Saved entries
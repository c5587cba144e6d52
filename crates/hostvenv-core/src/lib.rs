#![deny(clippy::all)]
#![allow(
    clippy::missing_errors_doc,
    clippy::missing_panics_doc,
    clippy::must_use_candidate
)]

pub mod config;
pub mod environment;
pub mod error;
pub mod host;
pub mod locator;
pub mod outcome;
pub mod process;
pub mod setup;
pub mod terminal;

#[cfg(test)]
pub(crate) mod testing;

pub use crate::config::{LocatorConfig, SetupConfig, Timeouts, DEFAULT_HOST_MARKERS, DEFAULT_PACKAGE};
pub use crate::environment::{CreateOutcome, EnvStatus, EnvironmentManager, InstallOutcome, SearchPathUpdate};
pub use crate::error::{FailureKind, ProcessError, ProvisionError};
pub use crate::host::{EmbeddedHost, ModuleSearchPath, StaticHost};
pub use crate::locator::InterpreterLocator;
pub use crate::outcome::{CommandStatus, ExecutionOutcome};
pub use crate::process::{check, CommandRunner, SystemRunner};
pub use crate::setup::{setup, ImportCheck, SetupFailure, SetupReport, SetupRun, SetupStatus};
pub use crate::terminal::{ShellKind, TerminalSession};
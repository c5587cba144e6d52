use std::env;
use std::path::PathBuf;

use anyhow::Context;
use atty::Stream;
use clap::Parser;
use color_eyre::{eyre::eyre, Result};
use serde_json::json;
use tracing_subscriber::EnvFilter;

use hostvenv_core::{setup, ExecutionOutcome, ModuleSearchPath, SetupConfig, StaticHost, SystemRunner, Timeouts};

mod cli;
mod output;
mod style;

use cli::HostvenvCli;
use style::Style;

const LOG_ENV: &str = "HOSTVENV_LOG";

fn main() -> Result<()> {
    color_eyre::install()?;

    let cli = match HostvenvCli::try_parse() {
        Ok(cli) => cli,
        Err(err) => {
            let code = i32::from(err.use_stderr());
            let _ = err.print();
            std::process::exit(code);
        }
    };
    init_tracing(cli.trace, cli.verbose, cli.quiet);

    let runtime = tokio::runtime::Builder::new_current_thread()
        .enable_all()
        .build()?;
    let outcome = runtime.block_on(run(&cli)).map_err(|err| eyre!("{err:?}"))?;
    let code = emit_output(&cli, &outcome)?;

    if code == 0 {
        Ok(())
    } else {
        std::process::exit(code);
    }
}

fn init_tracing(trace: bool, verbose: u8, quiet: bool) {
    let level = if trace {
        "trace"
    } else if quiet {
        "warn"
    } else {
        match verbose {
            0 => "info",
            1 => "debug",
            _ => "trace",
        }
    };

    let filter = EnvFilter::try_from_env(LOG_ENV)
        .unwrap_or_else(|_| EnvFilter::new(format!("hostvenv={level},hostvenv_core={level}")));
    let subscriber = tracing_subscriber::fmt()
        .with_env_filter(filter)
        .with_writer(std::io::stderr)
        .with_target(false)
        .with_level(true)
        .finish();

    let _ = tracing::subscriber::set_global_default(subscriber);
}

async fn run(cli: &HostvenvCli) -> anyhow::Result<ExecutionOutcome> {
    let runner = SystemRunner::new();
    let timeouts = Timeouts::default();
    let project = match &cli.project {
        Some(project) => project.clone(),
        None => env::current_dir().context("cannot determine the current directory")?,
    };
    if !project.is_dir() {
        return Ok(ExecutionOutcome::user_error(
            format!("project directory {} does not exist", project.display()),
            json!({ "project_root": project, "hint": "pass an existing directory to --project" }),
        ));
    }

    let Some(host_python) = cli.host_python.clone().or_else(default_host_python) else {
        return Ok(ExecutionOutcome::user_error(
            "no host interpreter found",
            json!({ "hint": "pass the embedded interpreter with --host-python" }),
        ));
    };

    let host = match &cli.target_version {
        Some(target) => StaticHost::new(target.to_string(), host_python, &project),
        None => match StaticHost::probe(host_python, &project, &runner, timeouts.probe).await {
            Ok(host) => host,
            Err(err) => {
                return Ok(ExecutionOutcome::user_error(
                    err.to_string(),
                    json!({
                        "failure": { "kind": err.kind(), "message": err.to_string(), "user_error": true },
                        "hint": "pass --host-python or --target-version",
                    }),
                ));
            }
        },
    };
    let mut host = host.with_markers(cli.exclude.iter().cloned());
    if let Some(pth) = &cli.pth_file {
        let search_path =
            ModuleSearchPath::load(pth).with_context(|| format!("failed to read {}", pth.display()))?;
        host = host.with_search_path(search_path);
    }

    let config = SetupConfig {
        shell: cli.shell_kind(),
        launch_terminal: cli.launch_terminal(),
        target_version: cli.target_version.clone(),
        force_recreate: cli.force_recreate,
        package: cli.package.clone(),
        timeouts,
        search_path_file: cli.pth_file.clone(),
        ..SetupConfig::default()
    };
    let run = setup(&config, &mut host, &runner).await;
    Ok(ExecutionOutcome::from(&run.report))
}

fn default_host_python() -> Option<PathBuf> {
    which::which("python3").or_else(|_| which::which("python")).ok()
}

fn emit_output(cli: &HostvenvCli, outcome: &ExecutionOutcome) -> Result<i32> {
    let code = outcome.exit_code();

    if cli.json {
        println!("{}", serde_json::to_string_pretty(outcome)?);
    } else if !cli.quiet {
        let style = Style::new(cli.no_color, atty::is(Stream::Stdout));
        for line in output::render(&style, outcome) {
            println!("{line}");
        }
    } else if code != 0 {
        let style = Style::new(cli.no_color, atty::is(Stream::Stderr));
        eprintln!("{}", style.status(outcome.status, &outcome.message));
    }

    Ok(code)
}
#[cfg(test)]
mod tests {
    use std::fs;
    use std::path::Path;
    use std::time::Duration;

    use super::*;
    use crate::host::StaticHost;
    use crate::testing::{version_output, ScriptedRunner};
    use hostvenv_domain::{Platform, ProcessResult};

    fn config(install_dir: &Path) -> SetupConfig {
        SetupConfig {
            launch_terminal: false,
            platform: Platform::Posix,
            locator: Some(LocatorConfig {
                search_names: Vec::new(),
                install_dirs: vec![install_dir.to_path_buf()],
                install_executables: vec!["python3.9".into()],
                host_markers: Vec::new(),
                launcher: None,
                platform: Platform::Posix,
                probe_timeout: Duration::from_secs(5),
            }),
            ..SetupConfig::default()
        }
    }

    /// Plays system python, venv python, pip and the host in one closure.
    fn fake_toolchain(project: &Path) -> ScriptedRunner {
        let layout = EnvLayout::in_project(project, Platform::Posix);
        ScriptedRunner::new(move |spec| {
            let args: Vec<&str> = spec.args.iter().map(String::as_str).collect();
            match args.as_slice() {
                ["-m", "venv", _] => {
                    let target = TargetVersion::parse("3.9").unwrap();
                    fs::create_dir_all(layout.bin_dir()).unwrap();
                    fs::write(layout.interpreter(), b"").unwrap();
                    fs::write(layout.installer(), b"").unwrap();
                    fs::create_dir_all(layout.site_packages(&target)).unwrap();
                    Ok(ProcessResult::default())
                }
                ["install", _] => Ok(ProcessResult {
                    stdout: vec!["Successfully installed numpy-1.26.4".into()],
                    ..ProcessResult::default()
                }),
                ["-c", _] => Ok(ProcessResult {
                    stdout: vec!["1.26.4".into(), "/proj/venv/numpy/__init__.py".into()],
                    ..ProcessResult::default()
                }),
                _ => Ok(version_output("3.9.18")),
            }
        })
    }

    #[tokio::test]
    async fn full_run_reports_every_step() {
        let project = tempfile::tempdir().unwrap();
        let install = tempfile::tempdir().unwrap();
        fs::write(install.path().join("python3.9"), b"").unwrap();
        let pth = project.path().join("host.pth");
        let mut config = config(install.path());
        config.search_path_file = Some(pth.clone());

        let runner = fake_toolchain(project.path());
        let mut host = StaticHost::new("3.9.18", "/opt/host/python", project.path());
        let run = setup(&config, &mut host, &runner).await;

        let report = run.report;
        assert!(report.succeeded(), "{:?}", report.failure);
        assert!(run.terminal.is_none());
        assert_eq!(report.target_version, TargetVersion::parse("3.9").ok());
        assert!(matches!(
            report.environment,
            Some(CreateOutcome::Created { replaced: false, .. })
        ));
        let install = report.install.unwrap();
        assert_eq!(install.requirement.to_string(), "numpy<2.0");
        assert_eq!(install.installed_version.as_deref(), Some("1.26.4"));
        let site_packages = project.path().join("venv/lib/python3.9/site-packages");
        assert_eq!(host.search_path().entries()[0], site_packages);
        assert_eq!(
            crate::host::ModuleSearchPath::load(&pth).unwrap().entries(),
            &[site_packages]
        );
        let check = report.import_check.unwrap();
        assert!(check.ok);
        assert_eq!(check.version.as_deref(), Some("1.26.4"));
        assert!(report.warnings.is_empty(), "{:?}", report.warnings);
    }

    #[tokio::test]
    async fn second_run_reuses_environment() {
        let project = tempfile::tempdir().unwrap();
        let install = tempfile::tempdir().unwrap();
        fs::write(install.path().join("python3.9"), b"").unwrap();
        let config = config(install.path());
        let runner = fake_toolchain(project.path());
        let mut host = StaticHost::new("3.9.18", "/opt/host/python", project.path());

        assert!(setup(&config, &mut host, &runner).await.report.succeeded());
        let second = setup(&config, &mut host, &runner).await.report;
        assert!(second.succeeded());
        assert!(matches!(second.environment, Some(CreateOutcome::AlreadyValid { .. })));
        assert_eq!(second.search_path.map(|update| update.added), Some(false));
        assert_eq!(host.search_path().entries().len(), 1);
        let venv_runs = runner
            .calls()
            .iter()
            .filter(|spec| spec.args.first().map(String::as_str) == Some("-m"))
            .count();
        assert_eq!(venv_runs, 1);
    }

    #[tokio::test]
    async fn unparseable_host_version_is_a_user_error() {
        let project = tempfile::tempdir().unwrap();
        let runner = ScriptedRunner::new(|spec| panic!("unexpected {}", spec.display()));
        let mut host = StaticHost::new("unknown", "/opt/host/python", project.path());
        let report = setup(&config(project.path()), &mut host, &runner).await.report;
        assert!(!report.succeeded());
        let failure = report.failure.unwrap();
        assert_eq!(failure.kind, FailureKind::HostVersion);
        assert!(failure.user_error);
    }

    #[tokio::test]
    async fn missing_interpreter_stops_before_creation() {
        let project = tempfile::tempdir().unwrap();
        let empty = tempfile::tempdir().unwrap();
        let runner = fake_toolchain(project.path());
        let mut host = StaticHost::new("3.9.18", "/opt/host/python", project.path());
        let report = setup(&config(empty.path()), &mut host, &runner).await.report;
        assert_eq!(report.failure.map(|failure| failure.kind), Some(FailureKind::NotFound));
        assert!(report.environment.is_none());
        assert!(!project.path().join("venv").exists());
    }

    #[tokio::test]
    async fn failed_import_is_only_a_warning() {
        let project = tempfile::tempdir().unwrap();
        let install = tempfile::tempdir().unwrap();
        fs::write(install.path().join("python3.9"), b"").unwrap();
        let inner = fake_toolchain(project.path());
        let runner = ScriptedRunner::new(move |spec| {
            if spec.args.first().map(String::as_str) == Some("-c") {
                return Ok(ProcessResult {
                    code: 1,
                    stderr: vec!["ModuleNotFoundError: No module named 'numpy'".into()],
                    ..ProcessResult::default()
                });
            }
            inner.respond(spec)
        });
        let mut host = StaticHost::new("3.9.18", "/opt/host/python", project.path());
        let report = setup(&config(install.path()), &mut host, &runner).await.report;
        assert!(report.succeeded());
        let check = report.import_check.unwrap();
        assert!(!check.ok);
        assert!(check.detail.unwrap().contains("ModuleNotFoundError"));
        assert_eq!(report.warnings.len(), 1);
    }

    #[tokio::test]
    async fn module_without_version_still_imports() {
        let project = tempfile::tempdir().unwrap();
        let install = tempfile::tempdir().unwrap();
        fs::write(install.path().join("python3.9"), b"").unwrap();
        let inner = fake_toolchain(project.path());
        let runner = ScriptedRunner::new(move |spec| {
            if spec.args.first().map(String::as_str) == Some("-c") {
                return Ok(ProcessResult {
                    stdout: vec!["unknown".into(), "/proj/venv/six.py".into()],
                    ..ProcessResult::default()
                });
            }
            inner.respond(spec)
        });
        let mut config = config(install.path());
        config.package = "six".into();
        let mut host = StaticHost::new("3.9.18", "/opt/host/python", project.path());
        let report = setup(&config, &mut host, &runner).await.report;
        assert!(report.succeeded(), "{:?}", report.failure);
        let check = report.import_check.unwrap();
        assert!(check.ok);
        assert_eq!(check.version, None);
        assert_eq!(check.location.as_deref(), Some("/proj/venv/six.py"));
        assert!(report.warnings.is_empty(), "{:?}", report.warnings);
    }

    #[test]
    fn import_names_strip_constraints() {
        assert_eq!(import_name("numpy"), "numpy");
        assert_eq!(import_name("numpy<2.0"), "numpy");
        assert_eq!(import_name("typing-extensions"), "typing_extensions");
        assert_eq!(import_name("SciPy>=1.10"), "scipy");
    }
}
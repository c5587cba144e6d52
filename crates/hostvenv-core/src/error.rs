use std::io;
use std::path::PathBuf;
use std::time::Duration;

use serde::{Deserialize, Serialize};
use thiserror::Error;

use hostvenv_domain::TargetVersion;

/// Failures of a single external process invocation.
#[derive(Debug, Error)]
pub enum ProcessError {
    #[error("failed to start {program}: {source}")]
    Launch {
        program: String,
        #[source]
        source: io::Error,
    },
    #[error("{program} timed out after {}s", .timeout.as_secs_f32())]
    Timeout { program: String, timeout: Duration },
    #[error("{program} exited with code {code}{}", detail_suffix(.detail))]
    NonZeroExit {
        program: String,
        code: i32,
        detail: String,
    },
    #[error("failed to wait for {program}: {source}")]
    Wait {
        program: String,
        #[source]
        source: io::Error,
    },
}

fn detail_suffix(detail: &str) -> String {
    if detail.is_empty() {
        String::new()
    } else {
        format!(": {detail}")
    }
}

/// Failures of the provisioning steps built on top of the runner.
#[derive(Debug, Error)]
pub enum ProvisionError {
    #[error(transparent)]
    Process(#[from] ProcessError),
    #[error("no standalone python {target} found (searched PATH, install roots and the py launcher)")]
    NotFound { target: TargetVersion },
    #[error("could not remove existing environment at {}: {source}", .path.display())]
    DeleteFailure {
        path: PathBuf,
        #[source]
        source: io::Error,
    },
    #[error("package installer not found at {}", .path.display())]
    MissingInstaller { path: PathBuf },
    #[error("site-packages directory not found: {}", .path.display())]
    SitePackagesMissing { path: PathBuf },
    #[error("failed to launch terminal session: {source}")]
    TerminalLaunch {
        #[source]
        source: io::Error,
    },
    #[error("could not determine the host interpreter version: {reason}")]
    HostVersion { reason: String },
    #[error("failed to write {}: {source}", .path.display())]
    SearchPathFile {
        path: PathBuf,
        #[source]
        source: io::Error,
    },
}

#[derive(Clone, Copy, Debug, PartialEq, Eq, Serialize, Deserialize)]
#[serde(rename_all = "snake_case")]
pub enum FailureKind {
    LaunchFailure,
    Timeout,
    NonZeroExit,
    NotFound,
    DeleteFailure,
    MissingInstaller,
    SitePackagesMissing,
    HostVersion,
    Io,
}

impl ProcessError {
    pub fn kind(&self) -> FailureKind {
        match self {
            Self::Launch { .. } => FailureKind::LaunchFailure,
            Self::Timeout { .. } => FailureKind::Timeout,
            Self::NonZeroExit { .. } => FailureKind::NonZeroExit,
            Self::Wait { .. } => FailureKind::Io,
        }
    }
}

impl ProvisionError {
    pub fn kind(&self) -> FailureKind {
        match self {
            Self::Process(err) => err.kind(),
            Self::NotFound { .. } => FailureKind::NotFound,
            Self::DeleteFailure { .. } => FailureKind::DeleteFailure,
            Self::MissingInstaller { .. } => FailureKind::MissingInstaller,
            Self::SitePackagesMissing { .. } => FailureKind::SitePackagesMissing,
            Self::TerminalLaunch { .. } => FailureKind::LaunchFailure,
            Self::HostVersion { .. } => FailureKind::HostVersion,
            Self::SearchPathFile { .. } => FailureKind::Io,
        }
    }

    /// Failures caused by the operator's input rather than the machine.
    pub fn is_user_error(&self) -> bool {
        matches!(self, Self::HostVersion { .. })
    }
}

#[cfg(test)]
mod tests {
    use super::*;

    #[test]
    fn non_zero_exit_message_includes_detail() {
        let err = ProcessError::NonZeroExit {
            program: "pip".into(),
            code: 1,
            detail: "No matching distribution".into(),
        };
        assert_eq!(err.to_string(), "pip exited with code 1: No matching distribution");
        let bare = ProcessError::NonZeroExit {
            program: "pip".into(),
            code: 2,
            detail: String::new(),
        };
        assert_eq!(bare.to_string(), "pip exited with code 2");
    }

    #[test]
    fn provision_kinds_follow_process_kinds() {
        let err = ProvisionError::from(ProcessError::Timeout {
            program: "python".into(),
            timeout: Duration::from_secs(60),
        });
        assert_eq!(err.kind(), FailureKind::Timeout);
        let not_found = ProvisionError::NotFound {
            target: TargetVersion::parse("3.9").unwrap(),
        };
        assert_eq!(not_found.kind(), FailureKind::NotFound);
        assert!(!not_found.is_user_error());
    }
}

### [Your instructions]
Write down again the exact lines running from the beginning of the data to the line containing "use tracing_subscriber::EnvFilter;", with both ends included.

### [Answer space]
repository c5587cba144e6d52
filename crates/hostvenv-core/src/lib.rs
#![deny(clippy::all)]
#![allow(
    clippy::missing_errors_doc,
    clippy::missing_panics_doc,
    clippy::must_use_candidate
)]

pub mod config;
pub mod environment;
pub mod error;
pub mod host;
pub mod locator;
pub mod outcome;
pub mod process;
pub mod setup;
pub mod terminal;

#[cfg(test)]
pub(crate) mod testing;

pub use crate::config::{LocatorConfig, SetupConfig, Timeouts, DEFAULT_HOST_MARKERS, DEFAULT_PACKAGE};
pub use crate::environment::{CreateOutcome, EnvStatus, EnvironmentManager, InstallOutcome, SearchPathUpdate};
pub use crate::error::{FailureKind, ProcessError, ProvisionError};
pub use crate::host::{EmbeddedHost, ModuleSearchPath, StaticHost};
pub use crate::locator::InterpreterLocator;
pub use crate::outcome::{CommandStatus, ExecutionOutcome};
pub use crate::process::{check, CommandRunner, SystemRunner};
pub use crate::setup::{setup, ImportCheck, SetupFailure, SetupReport, SetupRun, SetupStatus};
pub use crate::terminal::{ShellKind, TerminalSession};
repository c5587cba144e6d52
use std::env;
use std::path::PathBuf;

use anyhow::Context;
use atty::Stream;
use clap::Parser;
use color_eyre::{eyre::eyre, Result};
use serde_json::json;
use tracing_subscriber::EnvFilter;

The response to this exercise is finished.